Organic Chemistry Seminar
Keary graduated Phi Beta Kappa and summa cum laude from the University of Michigan, where he carried out research with Prof. Adam J. Matzger. During undergrad, he spent one summer with Prof. A. Stephen K. Hashmi at the University of Stuttgart as a DAAD RISE Fellow, and then spent the year after graduation performing research with Prof. Manfred T. Reetz at the Max-Planck-Institut für Kohlenforschung as a Fulbright Scholar and with Prof. Jan E. Bäckvall at Stockholm University as an IDECAT Exchange Fellow. He completed his graduate work jointly at The Scripps Research Institute with Prof. Jin-Quan Yu and the University of Oxford with Profs. Véronique Gouverneur and John M. Brown, earning a PhD in Chemistry and a DPhil in Biochemistry. During grad school, he also carried out summer research with Prof. Kyoko Nozaki at the University of Tokyo as an NSF/JSPS EASPI Fellow. After completing a two-year appointment as an NIH Postdoctoral Fellow with Prof. Robert H. Grubbs at Caltech, Keary joined the faculty at The Scripps Research Institute in the summer of 2015. His research interests lie at the interface of organometallic chemistry, organic synthesis, and catalysis. Outside of the lab, Keary enjoys running long distances, eating fried chicken, drinking good beer, and spending time with his wife and dog.

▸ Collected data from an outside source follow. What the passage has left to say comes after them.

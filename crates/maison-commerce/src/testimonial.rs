//! Customer testimonials shown on the homepage.

use crate::error::CommerceError;
use crate::ids::TestimonialId;
use crate::validate;
use serde::{Deserialize, Serialize};

#[derive(Debug, Clone, PartialEq, Serialize, Deserialize)]
#[serde(rename_all = "camelCase")]
pub struct Testimonial {
    pub id: TestimonialId,
    pub author_name: String,
    #[serde(default)]
    pub author_location: Option<String>,
    pub quote: String,
    #[serde(default = "default_rating")]
    pub rating: u8,
    #[serde(default)]
    pub avatar_url: Option<String>,
    /// Display order, ascending.
    #[serde(default)]
    pub position: u32,
    #[serde(default)]
    pub published: bool,
}

fn default_rating() -> u8 {
    5
}

impl Testimonial {
    /// Up to two initials for the avatar placeholder.
    pub fn initials(&self) -> String {
        self.author_name
            .split_whitespace()
            .filter_map(|w| w.chars().next())
            .take(2)
            .flat_map(char::to_uppercase)
            .collect()
    }
}

/// Published testimonials in display order.
pub fn published(testimonials: &[Testimonial]) -> Vec<Testimonial> {
    let mut out: Vec<Testimonial> = testimonials.iter().filter(|t| t.published).cloned().collect();
    out.sort_by_key(|t| t.position);
    out
}

/// Create or update body for the admin editor.
#[derive(Debug, Clone, PartialEq, Serialize, Deserialize, Default)]
#[serde(rename_all = "camelCase")]
pub struct TestimonialInput {
    pub author_name: String,
    #[serde(default)]
    pub author_location: Option<String>,
    pub quote: String,
    pub rating: u8,
    #[serde(default)]
    pub avatar_url: Option<String>,
    #[serde(default)]
    pub published: bool,
}

impl TestimonialInput {
    pub fn validate(&self) -> Result<(), Vec<CommerceError>> {
        validate::collect([
            validate::length("authorName", &self.author_name, 2, 80),
            validate::length("quote", &self.quote, 10, 600),
            validate::rating("rating", self.rating),
        ])
    }
}

impl From<&Testimonial> for TestimonialInput {
    fn from(t: &Testimonial) -> Self {
        Self {
            author_name: t.author_name.clone(),
            author_location: t.author_location.clone(),
            quote: t.quote.clone(),
            rating: t.rating,
            avatar_url: t.avatar_url.clone(),
            published: t.published,
        }
    }
}

/// New display order: ids listed first to last.
#[derive(Debug, Clone, PartialEq, Serialize, Deserialize)]
#[serde(rename_all = "camelCase")]
pub struct Reorder<I> {
    pub ids: Vec<I>,
}

#[cfg(test)]
mod tests {
    use super::*;

    fn t(id: &str, name: &str, position: u32, published: bool) -> Testimonial {
        Testimonial {
            id: TestimonialId::new(id),
            author_name: name.to_string(),
            author_location: None,
            quote: "Beautifully made.".to_string(),
            rating: 5,
            avatar_url: None,
            position,
            published,
        }
    }

    #[test]
    fn test_initials() {
        assert_eq!(t("1", "priya nair singh", 0, true).initials(), "PN");
        assert_eq!(t("1", "Zoe", 0, true).initials(), "Z");
        assert_eq!(t("1", "  ", 0, true).initials(), "");
    }

    #[test]
    fn test_published_sorted_by_position() {
        let all = vec![
            t("a", "A", 2, true),
            t("b", "B", 0, false),
            t("c", "C", 1, true),
        ];
        let ids: Vec<_> = published(&all).into_iter().map(|t| t.id.into_inner()).collect();
        assert_eq!(ids, vec!["c", "a"]);
    }

    #[test]
    fn test_input_validation() {
        let input = TestimonialInput::from(&t("a", "Anaya Rao", 0, true));
        assert!(input.validate().is_ok());
        let bad = TestimonialInput { rating: 7, ..input };
        assert_eq!(bad.validate().unwrap_err()[0].field(), Some("rating"));
    }
}
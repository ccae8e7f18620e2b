//! Storefront building blocks.

mod filter_sheet;
mod modal;
mod pagination;
mod product_card;
mod rating;
mod testimonial_card;

pub use filter_sheet::FilterSheet;
pub use modal::Modal;
pub use pagination::Pagination;
pub use product_card::{ProductCard, ProductCardSkeleton, ProductGridSkeleton};
pub use rating::{stars, RatingStars, StarFill};
pub use testimonial_card::TestimonialCard;
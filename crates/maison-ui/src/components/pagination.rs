use leptos::prelude::*;
use maison_commerce::catalog::Page;

/// Window of numbered buttons around the current page.
pub const VISIBLE_PAGES: u32 = 5;

/// Pager for listing results. `page` is 1-indexed.
#[component]
pub fn Pagination(
    #[prop(into)] page: Signal<u32>,
    #[prop(into)] total_pages: Signal<u32>,
    on_change: Callback<u32>,
) -> impl IntoView {
    let numbers = move || {
        Page::<()>::new(Vec::new(), page.get(), 1, u64::from(total_pages.get())).page_numbers(VISIBLE_PAGES)
    };

    view! {
        <Show when=move || { total_pages.get() > 1 }>
            <nav class="pagination" aria-label="Pagination">
                <button
                    class="pagination-prev"
                    disabled=move || page.get() <= 1
                    on:click=move |_| on_change.run(page.get().saturating_sub(1).max(1))
                >
                    "Previous"
                </button>
                {move || {
                    numbers()
                        .into_iter()
                        .map(|n| {
                            view! {
                                <button
                                    class="pagination-page"
                                    class:current=move || page.get() == n
                                    aria-current=move || (page.get() == n).then_some("page")
                                    on:click=move |_| on_change.run(n)
                                >
                                    {n.to_string()}
                                </button>
                            }
                        })
                        .collect_view()
                }}
                <button
                    class="pagination-next"
                    disabled=move || page.get() >= total_pages.get()
                    on:click=move |_| on_change.run((page.get() + 1).min(total_pages.get()))
                >
                    "Next"
                </button>
            </nav>
        </Show>
    }
}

Vicinal (1,2-disubstituted) functional group motifs are ubiquitous in structurally complex small molecules that are of academic and industrial importance, including many widely used pharmaceutical agents. Many such functional group combinations, however, remain exceptionally challenging to synthesize. The goal of research in the Engle lab is to develop a general catalytic platform for alkene and alkyne difunctionalization to introduce a diverse array of functional groups at each of the two carbon atoms in a programmable fashion. Our central hypothesis is that is that Lewis basic directing groups can be used to: (1) control the regioselectivity of Heck- and Wacker-type alkene addition, (2) stabilize the resultant alkylmetal intermediate to allow to allow efficient downstream trapping, and (3) enhance selectivity for three-component coupling over competitive two-component coupling. This concept has been used to expand the synthetic toolkit to include new retrosynthetic disconnections, including “homo-Michael” addition and β,γ-vicinal dicarbofunctionalization of alkenyl carbonyl compounds.